Thread: THE GREY FOX (Philip Borsos 1982) repertory, Kino Marquee (May 29)

  1. #1
    Join Date
    Jul 2002
    Location
    SF Bay Area
    Posts
    15,834

    THE GREY FOX (Philip Borsos 1982) repertory, Kino Marquee (May 29)

    PHILIP BORSOS: THE GREY FOX (1982)

    RE-RELEASE TRAILER



    A quiet gem from a while back

    This is a 4K restoration of a film from 1982. But it seems more old-fashioned than that. It should: it takes place at the turn of the last century. It's about Bill Minor (Robert Farnsworth), a stagecoach robber who went to jail in 1870 for, all told, 33 years, and when he came out of San Quentin it was 1901. There were no longer stagecoaches to rob, but though he was no longer young, he still had the urge.

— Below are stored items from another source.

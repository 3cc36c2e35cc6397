//! CO2 alert levels and the hysteresis state machine that picks what the
//! ring shows.
//!
//! The ring is only redrawn when the level changes. Each of the steady
//! levels (Low, Medium, High) owns a guard flag: entering the level disarms
//! its own flag and re-arms the others, so a reading that stays in the same
//! band does not touch the LEDs again. Critical is momentary and blinks on
//! every reading that reaches it.

use core::time::Duration;

use smart_leds::RGB8;

use crate::config::{CO2_CRITICAL_PPM, CO2_HIGH_PPM, CO2_MEDIUM_PPM};
use crate::ring::{RingPattern, colors};

const CRITICAL_BLINK_COUNT: u8 = 3;
const CRITICAL_BLINK_PERIOD: Duration = Duration::from_millis(250);

/// Air quality band derived from a CO2 concentration
#[derive(Debug, Clone, Copy, PartialEq, Eq)]
pub enum AlertLevel {
    /// Below 800 ppm
    Low,
    /// 800 ppm up to, but excluding, 1200 ppm
    Medium,
    /// Above 1200 ppm and below 2000 ppm
    High,
    /// 2000 ppm and above
    Critical,
}

impl AlertLevel {
    /// Classify a CO2 concentration.
    ///
    /// Exactly 1200 ppm belongs to no band and yields `None`.
    pub const fn classify(co2_ppm: u16) -> Option<Self> {
        if co2_ppm < CO2_MEDIUM_PPM {
            Some(Self::Low)
        } else if co2_ppm < CO2_HIGH_PPM {
            Some(Self::Medium)
        } else if co2_ppm > CO2_HIGH_PPM && co2_ppm < CO2_CRITICAL_PPM {
            Some(Self::High)
        } else if co2_ppm >= CO2_CRITICAL_PPM {
            Some(Self::Critical)
        } else {
            None
        }
    }

    pub const fn color(self) -> RGB8 {
        match self {
            Self::Low => colors::GREEN,
            Self::Medium => colors::ORANGE,
            Self::High | Self::Critical => colors::RED,
        }
    }

    /// Pattern drawn on the ring when this level is entered
    pub const fn pattern(self) -> RingPattern {
        match self {
            Self::Low | Self::Medium | Self::High => RingPattern::Cardinal(self.color()),
            Self::Critical => RingPattern::Blink {
                color: self.color(),
                count: CRITICAL_BLINK_COUNT,
                period: CRITICAL_BLINK_PERIOD,
            },
        }
    }

    pub const fn label(self) -> &'static str {
        match self {
            Self::Low => "low",
            Self::Medium => "medium",
            Self::High => "high",
            Self::Critical => "critical",
        }
    }
}

/// Render guards for the steady levels.
///
/// A flag is `true` while its level may still be rendered, i.e. the level
/// has not been entered since the last transition.
#[derive(Debug, Clone, Copy, PartialEq, Eq)]
pub struct HysteresisFlags {
    pub low: bool,
    pub medium: bool,
    pub high: bool,
}

impl HysteresisFlags {
    pub const ARMED: Self = Self {
        low: true,
        medium: true,
        high: true,
    };

    const fn entered(level: AlertLevel) -> Self {
        Self {
            low: !matches!(level, AlertLevel::Low),
            medium: !matches!(level, AlertLevel::Medium),
            high: !matches!(level, AlertLevel::High),
        }
    }

    const fn is_armed(&self, level: AlertLevel) -> bool {
        match level {
            AlertLevel::Low => self.low,
            AlertLevel::Medium => self.medium,
            AlertLevel::High => self.high,
            AlertLevel::Critical => true,
        }
    }
}

impl Default for HysteresisFlags {
    fn default() -> Self {
        Self::ARMED
    }
}

#[derive(Debug, Default)]
pub struct AlertStateMachine {
    flags: HysteresisFlags,
}

impl AlertStateMachine {
    pub const fn new() -> Self {
        Self {
            flags: HysteresisFlags::ARMED,
        }
    }

    pub const fn flags(&self) -> HysteresisFlags {
        self.flags
    }

    /// Feed a reading and get the pattern to draw, if the ring must change.
    pub fn update(&mut self, co2_ppm: u16) -> Option<RingPattern> {
        let level = AlertLevel::classify(co2_ppm)?;

        if !self.flags.is_armed(level) {
            return None;
        }

        self.flags = HysteresisFlags::entered(level);
        Some(level.pattern())
    }
}

#[cfg(test)]
mod tests {
    use super::*;

    #[test]
    fn classify_band_boundaries() {
        assert_eq!(AlertLevel::classify(0), Some(AlertLevel::Low));
        assert_eq!(AlertLevel::classify(799), Some(AlertLevel::Low));
        assert_eq!(AlertLevel::classify(800), Some(AlertLevel::Medium));
        assert_eq!(AlertLevel::classify(1199), Some(AlertLevel::Medium));
        assert_eq!(AlertLevel::classify(1200), None);
        assert_eq!(AlertLevel::classify(1201), Some(AlertLevel::High));
        assert_eq!(AlertLevel::classify(1999), Some(AlertLevel::High));
        assert_eq!(AlertLevel::classify(2000), Some(AlertLevel::Critical));
        assert_eq!(AlertLevel::classify(u16::MAX), Some(AlertLevel::Critical));
    }

    #[test]
    fn low_renders_once_per_entry() {
        let mut machine = AlertStateMachine::new();

        let renders = [400, 450, 799, 500]
            .into_iter()
            .filter_map(|ppm| machine.update(ppm))
            .count();
        assert_eq!(renders, 1);

        assert!(machine.update(900).is_some());
        assert_eq!(
            machine.update(600),
            Some(RingPattern::Cardinal(colors::GREEN))
        );
        assert_eq!(machine.update(610), None);
    }

    #[test]
    fn every_low_reading_range_renders_once_from_fresh_state() {
        for ppm in (0..800).step_by(37) {
            let mut machine = AlertStateMachine::new();
            assert_eq!(machine.update(ppm), Some(AlertLevel::Low.pattern()));
            assert_eq!(machine.update(ppm), None);
        }
    }

    #[test]
    fn medium_and_high_render_once_per_entry() {
        let mut machine = AlertStateMachine::new();

        assert_eq!(
            machine.update(1000),
            Some(RingPattern::Cardinal(colors::ORANGE))
        );
        assert_eq!(machine.update(1100), None);
        assert_eq!(
            machine.update(1500),
            Some(RingPattern::Cardinal(colors::RED))
        );
        assert_eq!(machine.update(1999), None);
        assert_eq!(
            machine.update(1000),
            Some(RingPattern::Cardinal(colors::ORANGE))
        );
    }

    #[test]
    fn critical_retriggers_and_rearms_everything() {
        let mut machine = AlertStateMachine::new();
        machine.update(1500);

        let blink = AlertLevel::Critical.pattern();
        assert_eq!(machine.update(2500), Some(blink));
        assert_eq!(machine.update(2500), Some(blink));
        assert_eq!(machine.flags(), HysteresisFlags::ARMED);

        // High was already shown before the spike but is drawn again after it.
        assert_eq!(
            machine.update(1500),
            Some(RingPattern::Cardinal(colors::RED))
        );
    }

    #[test]
    fn exactly_1200_leaves_ring_and_flags_untouched() {
        let mut machine = AlertStateMachine::new();
        machine.update(1000);
        let before = machine.flags();

        assert_eq!(machine.update(1200), None);
        assert_eq!(machine.flags(), before);
        assert_eq!(machine.update(1100), None);
    }

    #[test]
    fn entering_a_level_rearms_the_others() {
        let mut machine = AlertStateMachine::new();
        machine.update(1000);

        assert_eq!(
            machine.flags(),
            HysteresisFlags {
                low: true,
                medium: false,
                high: true,
            }
        );
    }
}
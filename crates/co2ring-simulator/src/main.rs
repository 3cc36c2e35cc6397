//! Desktop simulator for the co2ring CO2 monitor.
//!
//! Runs the co2ring-core application loop against a synthetic CO2 source and
//! in-process WiFi/MQTT links, drawing the LED ring in an SDL2 window via
//! `embedded-graphics-simulator`. The synthetic concentration sweeps through
//! every alert band in about five minutes.
//!
//! # Key bindings
//!
//! | Key  | Action                              |
//! |------|-------------------------------------|
//! | Up   | Raise CO₂ by 100 ppm                |
//! | Down | Lower CO₂ by 100 ppm                |
//! | W    | Drop the WiFi link                  |
//! | M    | Drop the MQTT session               |
//! | R    | Toggle broker refusing connections  |
//! | Q    | Quit                                |

use std::cell::{Cell, RefCell};
use std::convert::Infallible;
use std::f64::consts::{PI, TAU};
use std::rc::Rc;
use std::time::{Duration, Instant};

use co2ring_core::app_state::{App, AppError, TickOutcome};
use co2ring_core::config::{Config, LED_COUNT};
use co2ring_core::connectivity::{LinkState, MqttLink, WifiLink};
use co2ring_core::reading::Reading;
use co2ring_core::ring::LedRing;
use co2ring_core::sensors::{Sensor, SensorError};
use embassy_futures::block_on;
use embedded_graphics::mono_font::{MonoTextStyle, ascii::FONT_6X10};
use embedded_graphics::pixelcolor::Rgb888;
use embedded_graphics::prelude::*;
use embedded_graphics::primitives::{Circle, PrimitiveStyle, Rectangle};
use embedded_graphics::text::Text;
use embedded_graphics_simulator::{
    OutputSettingsBuilder, SimulatorDisplay, SimulatorEvent, Window, sdl2::Keycode,
};
use embedded_hal_async::delay::DelayNs;
use log::{error, info, warn};
use smart_leds::{RGB8, SmartLedsWriteAsync};

// ---------------------------------------------------------------------------
// Window layout
// ---------------------------------------------------------------------------

const WINDOW_SCALE: u32 = 2;
const PANEL_WIDTH: u32 = 200;
const PANEL_HEIGHT: u32 = 230;
const RING_CENTER: Point = Point::new(100, 100);
const RING_RADIUS: f64 = 75.0;
const PIXEL_DIAMETER: u32 = 14;
const STATUS_ORIGIN: Point = Point::new(6, 220);

/// Pause between loop iterations, matching the firmware
const LOOP_IDLE: Duration = Duration::from_millis(100);

/// The SCD30 produces a measurement every two seconds.
const MEASUREMENT_INTERVAL: Duration = Duration::from_secs(2);

const CO2_STEP_PPM: i32 = 100;

static CONFIG: Config<'static> = Config::with_credentials("simulator", "");

type SimApp = App<'static, SyntheticSensor, SimWifi, SimBroker, RingWriter, StdDelay, LED_COUNT>;

// ---------------------------------------------------------------------------
// SDL panel
// ---------------------------------------------------------------------------

struct Panel {
    display: SimulatorDisplay<Rgb888>,
    window: Window,
}

impl Panel {
    fn new() -> Self {
        let display = SimulatorDisplay::<Rgb888>::new(Size::new(PANEL_WIDTH, PANEL_HEIGHT));
        let output_settings = OutputSettingsBuilder::new().scale(WINDOW_SCALE).build();
        let mut panel = Self {
            display,
            window: Window::new("co2ring Simulator", &output_settings),
        };

        // The SDL window is created on the first `update()`; `events()` panics
        // before that.
        panel.present();
        panel
    }

    /// Centre of pixel `index`. The last pixel sits at twelve o'clock so
    /// the four cardinal pixels land on the compass points.
    fn pixel_center(index: usize) -> Point {
        let angle = TAU * (index + 1) as f64 / LED_COUNT as f64 - PI / 2.0;
        Point::new(
            RING_CENTER.x + (RING_RADIUS * angle.cos()).round() as i32,
            RING_CENTER.y + (RING_RADIUS * angle.sin()).round() as i32,
        )
    }

    fn draw_ring(&mut self, pixels: &[RGB8]) {
        for (index, pixel) in pixels.iter().enumerate() {
            let style = if *pixel == RGB8::default() {
                PrimitiveStyle::with_stroke(Rgb888::new(60, 60, 60), 1)
            } else {
                PrimitiveStyle::with_fill(Rgb888::new(pixel.r, pixel.g, pixel.b))
            };

            let circle = Circle::with_center(Self::pixel_center(index), PIXEL_DIAMETER);
            // Clear first so an outline does not keep the old fill.
            let _ = circle
                .into_styled(PrimitiveStyle::with_fill(Rgb888::BLACK))
                .draw(&mut self.display);
            let _ = circle.into_styled(style).draw(&mut self.display);
        }
    }

    fn draw_status(&mut self, line: &str) {
        let _ = Rectangle::new(Point::new(0, 205), Size::new(PANEL_WIDTH, 25))
            .into_styled(PrimitiveStyle::with_fill(Rgb888::BLACK))
            .draw(&mut self.display);

        let style = MonoTextStyle::new(&FONT_6X10, Rgb888::WHITE);
        let _ = Text::new(line, STATUS_ORIGIN, style).draw(&mut self.display);
    }

    fn present(&mut self) {
        self.window.update(&self.display);
    }

    fn events(&mut self) -> Vec<SimulatorEvent> {
        self.window.events().collect()
    }
}

/// Smart-LED writer that paints frames onto the panel.
struct RingWriter {
    panel: Rc<RefCell<Panel>>,
}

impl SmartLedsWriteAsync for RingWriter {
    type Error = Infallible;
    type Color = RGB8;

    async fn write<T, I>(&mut self, iterator: T) -> Result<(), Self::Error>
    where
        T: IntoIterator<Item = I>,
        I: Into<Self::Color>,
    {
        let pixels: Vec<RGB8> = iterator.into_iter().map(Into::into).collect();
        let mut panel = self.panel.borrow_mut();
        panel.draw_ring(&pixels);
        panel.present();
        Ok(())
    }
}

/// Blocking delay; the simulator drives futures with `block_on`.
#[derive(Clone, Copy)]
struct StdDelay;

impl DelayNs for StdDelay {
    async fn delay_ns(&mut self, ns: u32) {
        std::thread::sleep(Duration::from_nanos(ns as u64));
    }

    async fn delay_ms(&mut self, ms: u32) {
        std::thread::sleep(Duration::from_millis(ms as u64));
    }
}

// ---------------------------------------------------------------------------
// Synthetic sensor and links
// ---------------------------------------------------------------------------

/// Knobs shared between the key handler and the simulated devices.
#[derive(Default)]
struct Controls {
    co2_offset: Cell<i32>,
    wifi_up: Cell<bool>,
    mqtt_up: Cell<bool>,
    broker_refusing: Cell<bool>,
}

struct SyntheticSensor {
    started: Instant,
    last_read: Option<Instant>,
    controls: Rc<Controls>,
}

impl SyntheticSensor {
    fn co2_ppm(&self) -> u16 {
        let t = self.started.elapsed().as_secs_f64();

        // 200–2100 ppm sweep, floored at outdoor air
        let sweep = 1150.0 + 950.0 * (t / 45.0).sin() + 20.0 * (t / 7.0).cos();
        let ppm = sweep as i32 + self.controls.co2_offset.get();
        ppm.clamp(400, u16::MAX as i32) as u16
    }
}

impl Sensor for SyntheticSensor {
    async fn begin(&mut self) -> Result<(), SensorError> {
        info!("Synthetic CO2 source ready");
        Ok(())
    }

    async fn data_ready(&mut self) -> Result<bool, SensorError> {
        Ok(self
            .last_read
            .is_none_or(|last| last.elapsed() >= MEASUREMENT_INTERVAL))
    }

    async fn read(&mut self) -> Result<Reading, SensorError> {
        self.last_read = Some(Instant::now());
        let t = self.started.elapsed().as_secs_f64();

        let temperature = 22.0 + 1.5 * (t / 120.0).sin();
        let humidity = 45.0 + 8.0 * (t / 180.0).cos();
        Ok(Reading::new(
            self.co2_ppm(),
            temperature as f32,
            humidity as f32,
        ))
    }
}

#[derive(Debug)]
struct SimLinkError(&'static str);

struct SimWifi {
    controls: Rc<Controls>,
}

impl WifiLink for SimWifi {
    type Error = SimLinkError;

    fn is_connected(&mut self) -> bool {
        self.controls.wifi_up.get()
    }

    async fn begin(&mut self) -> Result<(), Self::Error> {
        info!("Associating with {}", CONFIG.internet.ssid);
        self.controls.wifi_up.set(true);
        Ok(())
    }
}

struct SimBroker {
    controls: Rc<Controls>,
}

impl MqttLink for SimBroker {
    type Error = SimLinkError;

    fn is_connected(&self) -> bool {
        self.controls.mqtt_up.get()
    }

    async fn connect(&mut self) -> Result<(), Self::Error> {
        if self.controls.broker_refusing.get() {
            return Err(SimLinkError("connection refused"));
        }
        self.controls.mqtt_up.set(true);
        Ok(())
    }

    async fn publish(&mut self, topic: &str, payload: &[u8]) -> Result<(), Self::Error> {
        if !self.controls.mqtt_up.get() {
            return Err(SimLinkError("not connected"));
        }
        info!("{} <- {}", topic, String::from_utf8_lossy(payload));
        Ok(())
    }

    async fn poll(&mut self) -> Result<(), Self::Error> {
        Ok(())
    }
}

fn build_app(panel: &Rc<RefCell<Panel>>, controls: &Rc<Controls>) -> SimApp {
    let writer = RingWriter {
        panel: Rc::clone(panel),
    };
    let ring = LedRing::new(writer, StdDelay, CONFIG.device.brightness);
    let sensor = SyntheticSensor {
        started: Instant::now(),
        last_read: None,
        controls: Rc::clone(controls),
    };
    let wifi = SimWifi {
        controls: Rc::clone(controls),
    };
    let mqtt = SimBroker {
        controls: Rc::clone(controls),
    };

    App::new(&CONFIG, sensor, wifi, mqtt, ring, StdDelay)
}

fn link_label(state: LinkState) -> &'static str {
    match state {
        LinkState::Connected => "up",
        LinkState::Disconnected => "down",
    }
}

/// Apply a key press. Returns `false` when the simulator should exit.
fn handle_key(keycode: Keycode, controls: &Controls) -> bool {
    match keycode {
        Keycode::Q | Keycode::Escape => return false,
        Keycode::Up => {
            controls
                .co2_offset
                .set(controls.co2_offset.get() + CO2_STEP_PPM);
            info!("CO2 offset {:+} ppm", controls.co2_offset.get());
        }
        Keycode::Down => {
            controls
                .co2_offset
                .set(controls.co2_offset.get() - CO2_STEP_PPM);
            info!("CO2 offset {:+} ppm", controls.co2_offset.get());
        }
        Keycode::W => {
            warn!("WiFi link dropped");
            controls.wifi_up.set(false);
            controls.mqtt_up.set(false);
        }
        Keycode::M => {
            warn!("MQTT session dropped");
            controls.mqtt_up.set(false);
        }
        Keycode::R => {
            let refusing = !controls.broker_refusing.get();
            controls.broker_refusing.set(refusing);
            warn!(
                "Broker {} connections",
                if refusing { "refusing" } else { "accepting" }
            );
        }
        _ => {}
    }
    true
}

// ---------------------------------------------------------------------------
// Entry point
// ---------------------------------------------------------------------------

fn main() {
    env_logger::Builder::new()
        .filter_level(CONFIG.device.log_level)
        .parse_default_env()
        .init();
    info!("Starting co2ring simulator");
    info!(
        "Keys: Up/Down=CO₂ ±{}  W=drop WiFi  M=drop MQTT  R=refuse broker  Q=Quit",
        CO2_STEP_PPM
    );

    let panel = Rc::new(RefCell::new(Panel::new()));
    let controls = Rc::new(Controls::default());
    let booted = Instant::now();

    let mut app = build_app(&panel, &controls);
    if let Err(e) = block_on(app.start()) {
        error!("{}", e);
        return;
    }

    'running: loop {
        for event in panel.borrow_mut().events() {
            match event {
                SimulatorEvent::Quit => break 'running,
                SimulatorEvent::KeyDown { keycode, .. } => {
                    if !handle_key(keycode, &controls) {
                        break 'running;
                    }
                }
                _ => {}
            }
        }

        let now_ms = booted.elapsed().as_millis() as u32;
        match block_on(app.tick(now_ms)) {
            Ok(TickOutcome::Measured { reading, .. }) => {
                let state = app.connection_state();
                let status = format!(
                    "CO2 {:>4} ppm  WiFi {}  MQTT {}",
                    reading.co2_ppm,
                    link_label(state.wifi),
                    link_label(state.mqtt)
                );
                let mut panel = panel.borrow_mut();
                panel.draw_status(&status);
                panel.present();
            }
            Ok(TickOutcome::Idle) => {}
            Err(AppError::RestartRequired(e)) => {
                error!("{}, simulating restart", e);
                app = build_app(&panel, &controls);
                if let Err(e) = block_on(app.start()) {
                    error!("{}", e);
                    break 'running;
                }
            }
            Err(e) => error!("{}", e),
        }

        std::thread::sleep(LOOP_IDLE);
    }

    info!("Simulator exiting");
}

    You know what a grey fox is. Farnsworth, as Minor, is a cool, sexy old man. He had mainly been known in Hollywood as a stunt man. He may remind you of Sam Eliot, but he's more real - his hair is thinning, and he has lots of wrinkles, for instance. You may also remember Robert Redford in what he said was his swan song, the 2018 The Old Man and the Gun, about Forest Tucker, another real person more recently in time, a gentlemanly crook who robbed banks. Farnsworth looks more real than Redford too, and isn't quite so superannuated. He's tall, broad shouldered, has a big swaggering mustache, and has a twinkle in his pale blue eyes. Bill Minor is quiet and gentlemanly. After he gets out of jail he goes to stay with his sister in Washington state for a while but he's not happy panning oysters, or any other ordinary thing. He sees The Great Train Robbery in a movie house, and knows what he's going to do now: rob trains.

    Why should you pay to view this movie online? It's beautiful, it's quiet, and it's flavorful. The makers were Canadians. Do they do period better than we do? It would seem so. Everybody looks effortlessly right. It probably helped that Philip Borsos, the 27-year-old director, making his first feature, had made a number of acclaimed documentaries already, getting an Oscar nomination for one of them.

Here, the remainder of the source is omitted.